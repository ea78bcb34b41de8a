//! Error taxonomy for flight operations.
//!
//! [`FlightError`] is the only error the orchestration service returns. Transport
//! adapters map it onto their own status codes through [`FlightError::kind`]:
//!
//! | Kind | Meaning | Caller's fault |
//! |------|---------|----------------|
//! | `Validation` | input rejected before any I/O | yes |
//! | `NotFound` | flight or aircraft does not exist | yes |
//! | `Conflict` | same number already departs at that time | yes |
//! | `DownstreamUnavailable` | aircraft service unreachable | no |
//! | `Store` | any other persistence failure | no |
//! | `Cancelled` | caller cancelled the request | n/a |
//!
//! Cache and event-publication failures never appear here.

use crate::aircraft::ExistenceError;
use crate::flight::{AircraftId, FlightId};
use crate::store::StoreError;
use chrono::{DateTime, Utc};
use thiserror::Error;

/// Input rejected by validation. Never retried.
#[derive(Error, Debug, Clone, PartialEq, Eq)]
pub enum ValidationError {
    /// Flight number does not match `^[A-Z]{2,3}[0-9]{1,6}$` after normalisation
    #[error("flight number must contain airline code (2-3 letters) followed by digits, max 10 characters")]
    InvalidFlightNumber,

    /// IATA code is not exactly three letters
    #[error("IATA code must be exactly 3 uppercase letters A-Z")]
    InvalidIataCode,

    /// Origin and destination normalise to the same code
    #[error("duplicate origin and destination code")]
    SameOriginAndDestination,

    /// Arrival is not strictly after departure
    #[error("arrival must be after departure: departure={departure}, arrival={arrival}")]
    InvalidTimes {
        /// Requested departure
        departure: DateTime<Utc>,
        /// Requested arrival
        arrival: DateTime<Utc>,
    },

    /// Required fields were missing or blank
    #[error("missing required field(s): {}", .fields.join(", "))]
    InvalidInput {
        /// Names of the missing fields, in declaration order
        fields: Vec<String>,
    },
}

/// Coarse classification of a [`FlightError`].
#[derive(Clone, Copy, Debug, PartialEq, Eq, Hash)]
pub enum ErrorKind {
    /// Caller supplied invalid input
    Validation,
    /// Referenced resource does not exist
    NotFound,
    /// Uniqueness constraint violated
    Conflict,
    /// A synchronous dependency could not be reached
    DownstreamUnavailable,
    /// Persistence failure
    Store,
    /// Caller cancelled the operation
    Cancelled,
}

impl ErrorKind {
    /// Label used in logs and metrics.
    #[must_use]
    pub const fn as_str(&self) -> &'static str {
        match self {
            Self::Validation => "validation",
            Self::NotFound => "not_found",
            Self::Conflict => "conflict",
            Self::DownstreamUnavailable => "downstream_unavailable",
            Self::Store => "store",
            Self::Cancelled => "cancelled",
        }
    }
}

/// Errors returned by the flight orchestration service.
#[derive(Error, Debug, Clone, PartialEq, Eq)]
pub enum FlightError {
    /// Input failed validation
    #[error(transparent)]
    Validation(#[from] ValidationError),

    /// No flight with this id
    #[error("flight {0} not found")]
    FlightNotFound(FlightId),

    /// Referenced aircraft does not exist
    #[error("aircraft with id {0} not found")]
    AircraftNotFound(AircraftId),

    /// A flight with the same number already departs at this time
    #[error("flight with number {number} at {} already exists", .departure.to_rfc3339())]
    AlreadyExists {
        /// Normalised flight number
        number: String,
        /// Departure time of the clashing flight
        departure: DateTime<Utc>,
    },

    /// The aircraft service could not be reached
    #[error("downstream aircraft service unavailable: {0}")]
    DownstreamUnavailable(String),

    /// Persistence failed for a reason other than a conflict or a missing row
    #[error("store error for flight {flight_id}: {reason}")]
    Store {
        /// Flight being written or read
        flight_id: FlightId,
        /// Underlying failure
        reason: String,
    },

    /// The caller cancelled the request while it was in flight
    #[error("operation cancelled")]
    Cancelled,
}

impl FlightError {
    /// Classify this error for transport mapping.
    #[must_use]
    pub const fn kind(&self) -> ErrorKind {
        match self {
            Self::Validation(_) => ErrorKind::Validation,
            Self::FlightNotFound(_) | Self::AircraftNotFound(_) => ErrorKind::NotFound,
            Self::AlreadyExists { .. } => ErrorKind::Conflict,
            Self::DownstreamUnavailable(_) => ErrorKind::DownstreamUnavailable,
            Self::Store { .. } => ErrorKind::Store,
            Self::Cancelled => ErrorKind::Cancelled,
        }
    }
}

impl From<StoreError> for FlightError {
    fn from(err: StoreError) -> Self {
        match err {
            StoreError::Duplicate { number, departure } => Self::AlreadyExists { number, departure },
            StoreError::NotFound(id) => Self::FlightNotFound(id),
            StoreError::Database { flight_id, reason } => Self::Store { flight_id, reason },
        }
    }
}

impl From<ExistenceError> for FlightError {
    fn from(err: ExistenceError) -> Self {
        match err {
            ExistenceError::NotFound(id) => Self::AircraftNotFound(id),
            ExistenceError::Unavailable(reason) => Self::DownstreamUnavailable(reason),
        }
    }
}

----

WHAT YOU NEED TO DO>
Your answer should be the number of lines in the records that contain the word "AircraftNotFound", with nothing added.

SOLUTION FOR THIS TASK>
3